9

What method of capitalizing is better?

mine:

char[] charArray = string.toCharArray();
charArray[0] = Character.toUpperCase(charArray[0]);
return new String(charArray);

or

commons lang - StringUtils.capitalize:

return new StringBuffer(strLen)
            .append(Character.toTitleCase(str.charAt(0)))
            .append(str.substring(1))
            .toString();

I think mine is better, but i would rather ask.

IAdapter
  • 62,595
  • 73
  • 179
  • 242
  • 9
    Counter-question: is String capitalization really the bottleneck in your application? – Joachim Sauer Oct 08 '09 at 08:07
  • I understand that it doesnt matter that much, but if i would write any library i would try to make it perform as good as possible. – IAdapter Oct 08 '09 at 08:19
  • 6
    Funny. If *I* would write a library I would try to make it *work* as good as possible. – Bombe Oct 08 '09 at 08:25
  • 2
    http://www.codinghorror.com/blog/archives/001218.html Profile, then optimize. If you are writing a library, make it easy to use, hard to abuse, then worry about the speed. As long as you don't use silly algorithms, it will run pretty well. – Calyth Oct 08 '09 at 23:13
  • 1
    In the words of Kent Beck - "make it work, make it right, make it fast". Developers usually guess their bottlenecks wrong anyway. – studgeek Jan 30 '13 at 18:36

11 Answers11

8

I guess your version will be a little bit more performant, since it does not allocate as many temporary String objects.

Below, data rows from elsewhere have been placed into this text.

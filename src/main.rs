use anyhow::{Context, Result};
use clap::Parser;
use fmg_http::codec::{self, JsonConfig};
use fmg_http::config::{ClientSettings, SystemEnv, TIMEOUT_ENV, USER_AGENT_ENV};
use fmg_http::http::{Body, ContentType, Method, Request};
use fmg_http::register;
use std::io::Read;
use std::process::ExitCode;
use std::time::Duration;

/// fmg-http - send HTTP requests and decode JSON/XML responses
///
/// Examples:
///   fmg-http send https://api.example.com/items -q q="a b"
///   fmg-http send https://api.example.com/items -X POST -d '{"name":"x"}'
///   echo '{"name":"x"}' | fmg-http encode --to xml
#[derive(Parser, Debug)]
#[command(author, version = env!("FMG_HTTP_VERSION"), about)]
struct Cli {
    #[command(subcommand)]
    command: Commands,

    /// User-Agent header sent with every request
    #[arg(long, env = USER_AGENT_ENV, value_name = "AGENT", global = true)]
    user_agent: Option<String>,

    /// Request timeout in seconds (0 disables it)
    #[arg(long, env = TIMEOUT_ENV, value_name = "SECS", global = true)]
    timeout: Option<u64>,

    /// Pretty-print JSON output with this many spaces of indentation
    #[arg(long, value_name = "SPACES", global = true)]
    json_indent: Option<usize>,
}

#[derive(clap::Subcommand, Debug)]
enum Commands {
    /// Send a request and print the response
    Send(SendArgs),

    /// Read JSON from stdin and print it as JSON or XML
    Encode(EncodeArgs),
}

#[derive(clap::Args, Debug)]
struct SendArgs {
    /// Target URL
    #[arg(value_name = "URL")]
    url: String,

    /// HTTP method
    #[arg(short = 'X', long, default_value = "GET")]
    method: String,

    /// Query parameter, repeatable
    #[arg(short = 'q', long = "query", value_name = "KEY=VALUE", value_parser = parse_key_value)]
    query: Vec<(String, String)>,

    /// Request header, repeatable
    #[arg(short = 'H', long = "header", value_name = "NAME:VALUE", value_parser = parse_header)]
    headers: Vec<(String, String)>,

    /// Basic auth credentials
    #[arg(short = 'u', long, value_name = "USER:PASSWORD", value_parser = parse_credentials)]
    user: Option<(String, String)>,

    /// Request body
    #[arg(short = 'd', long, value_name = "DATA")]
    data: Option<String>,

    /// Media type family of the request body
    #[arg(long, value_name = "json|xml", default_value = "json")]
    content_type: ContentType,

    /// Only print the body
    #[arg(short = 's', long)]
    silent: bool,
}

#[derive(clap::Args, Debug)]
struct EncodeArgs {
    /// Output format
    #[arg(long, value_name = "json|xml", default_value = "json")]
    to: ContentType,

    /// Root element name for XML output
    #[arg(long, default_value = "root")]
    root: String,
}

fn parse_key_value(s: &str) -> Result<(String, String)> {
    let (key, value) = s
        .split_once('=')
        .with_context(|| format!("Expected KEY=VALUE, got '{}'", s))?;
    Ok((key.to_string(), value.to_string()))
}

fn parse_header(s: &str) -> Result<(String, String)> {
    let (name, value) = s
        .split_once(':')
        .with_context(|| format!("Expected NAME:VALUE, got '{}'", s))?;
    Ok((name.trim().to_string(), value.trim().to_string()))
}

fn parse_credentials(s: &str) -> Result<(String, String)> {
    let (user, password) = s
        .split_once(':')
        .with_context(|| format!("Expected USER:PASSWORD, got '{}'", s))?;
    Ok((user.to_string(), password.to_string()))
}

impl Cli {
    fn client_settings(&self) -> Result<ClientSettings> {
        let mut settings = ClientSettings::from_env(&SystemEnv)?;
        if let Some(user_agent) = &self.user_agent {
            settings.user_agent = user_agent.clone();
        }
        if let Some(secs) = self.timeout {
            settings.timeout = (secs > 0).then(|| Duration::from_secs(secs));
        }
        Ok(settings)
    }

    fn json_config(&self) -> JsonConfig {
        self.json_indent
            .map(JsonConfig::indented)
            .unwrap_or_default()
    }
}

#[tokio::main]
async fn main() -> Result<ExitCode> {
    env_logger::Builder::from_env(env_logger::Env::default().default_filter_or("warn")).init();
    let cli = Cli::parse();

    match &cli.command {
        Commands::Send(args) => send(&cli, args).await,
        Commands::Encode(args) => encode(&cli, args),
    }
}

async fn send(cli: &Cli, args: &SendArgs) -> Result<ExitCode> {
    let method = Method::from_bytes(args.method.to_uppercase().as_bytes())
        .with_context(|| format!("Invalid HTTP method '{}'", args.method))?;

    let helper = register()
        .with_client_settings(cli.client_settings()?)
        .with_json_config(cli.json_config())
        .build();

    let mut request = Request::new(method, &args.url);
    for (key, value) in &args.query {
        request = request.query(key, value);
    }
    for (name, value) in &args.headers {
        request = request.header(name, value);
    }
    if let Some((user, password)) = &args.user {
        request = request.basic_auth(user, password);
    }
    if let Some(data) = &args.data {
        request = request.body(Body::Text {
            content: data.clone(),
            content_type: args.content_type,
        });
    }

    let response = helper.send(request).await;

    if let Some(message) = response.error_message() {
        eprintln!("error: {}", message);
        return Ok(ExitCode::FAILURE);
    }

    if !args.silent {
        println!("{}", response.status());
    }

    let exit_code = if response.is_success() {
        ExitCode::SUCCESS
    } else {
        ExitCode::FAILURE
    };
    let reindent =
        cli.json_indent.is_some() && response.content_type() == Some(ContentType::Json);

    let raw = response.into_body();
    let body = if reindent {
        // Fall back to the body as received
        codec::from_json::<serde_json::Value>(&raw)
            .and_then(|value| codec::to_json(&value, helper.json_config()))
            .unwrap_or(raw)
    } else {
        raw
    };
    if !body.is_empty() {
        println!("{}", body);
    }

    Ok(exit_code)
}

fn encode(cli: &Cli, args: &EncodeArgs) -> Result<ExitCode> {
    let mut input = String::new();
    std::io::stdin()
        .read_to_string(&mut input)
        .context("Failed to read stdin")?;

    let value: serde_json::Value = codec::from_json(&input)?;
    let output = match args.to {
        ContentType::Json => codec::to_json(&value, &cli.json_config())?,
        ContentType::Xml => codec::to_xml_with_root(&args.root, &value)?,
        other => anyhow::bail!("Cannot encode to '{}'. Expected json or xml.", other),
    };

    println!("{}", output);
    Ok(ExitCode::SUCCESS)
}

I'd go for this (assuming the string is not empty):

StringBuilder strBuilder = new StringBuilder(string);
strBuilder.setCharAt(0, Character.toUpperCase(strBuilder.charAt(0))));
return strBuilder.toString();

However, note that they are not equivalent in that one uses toUpperCase() and the other uses toTitleCase().

From a forum post:

Titlecase <> uppercase
Unicode defines three kinds of case mapping: lowercase, uppercase, and titlecase. The difference between uppercasing and titlecasing a character or character sequence can be seen in compound characters (that is, a single character that represents a compount of two characters).

For example, in Unicode, character U+01F3 is LATIN SMALL LETTER DZ. (Let us write this compound character using ASCII as "dz".) This character
uppercases to character U+01F1, LATIN CAPITAL LETTER DZ. (Which is
basically "DZ".) But it titlecases to to character U+01F2, LATIN CAPITAL
LETTER D WITH SMALL LETTER Z. (Which we can write "Dz".)

character uppercase titlecase
--------- --------- ---------
dz        DZ        Dz
Lucero
  • 59,176
  • 9
  • 122
  • 152
  • Could you please provide more detail on the difference between toUpperCase() and toTitleCase()? – Tim Büthe Oct 08 '09 at 08:21
  • 1
    The Apache code was probably written for 1.4 or before. In Sun's implementation back then the Apache code would not create any temporary `char[]` arrays (both `String.substring` and (initially) `StringBuffer.toString` share backing arrays). So the Apache code would gave been, before 2004, faster for large strings. – Tom Hawtin - tackline Oct 08 '09 at 11:45
3

If I were to write a library, I'd try to make sure I got my Unicode right beofre worrying about performance. Off the top of my head:

int len = str.length();
if (len == 0) {
    return str;
}
int head = Character.toUpperCase(str.codePointAt(0));
String tail = str.substring(str.offsetByCodePoints(0, 1));
return new String(new int[] { head }).concat(tail);

(I'd probably also look up the difference between title and upper case before I committed.)

Tom Hawtin - tackline
  • 145,806
  • 30
  • 211
  • 305
2

Performance is equal.

Your code copies the char[] calling string.toCharArray() and new String(charArray).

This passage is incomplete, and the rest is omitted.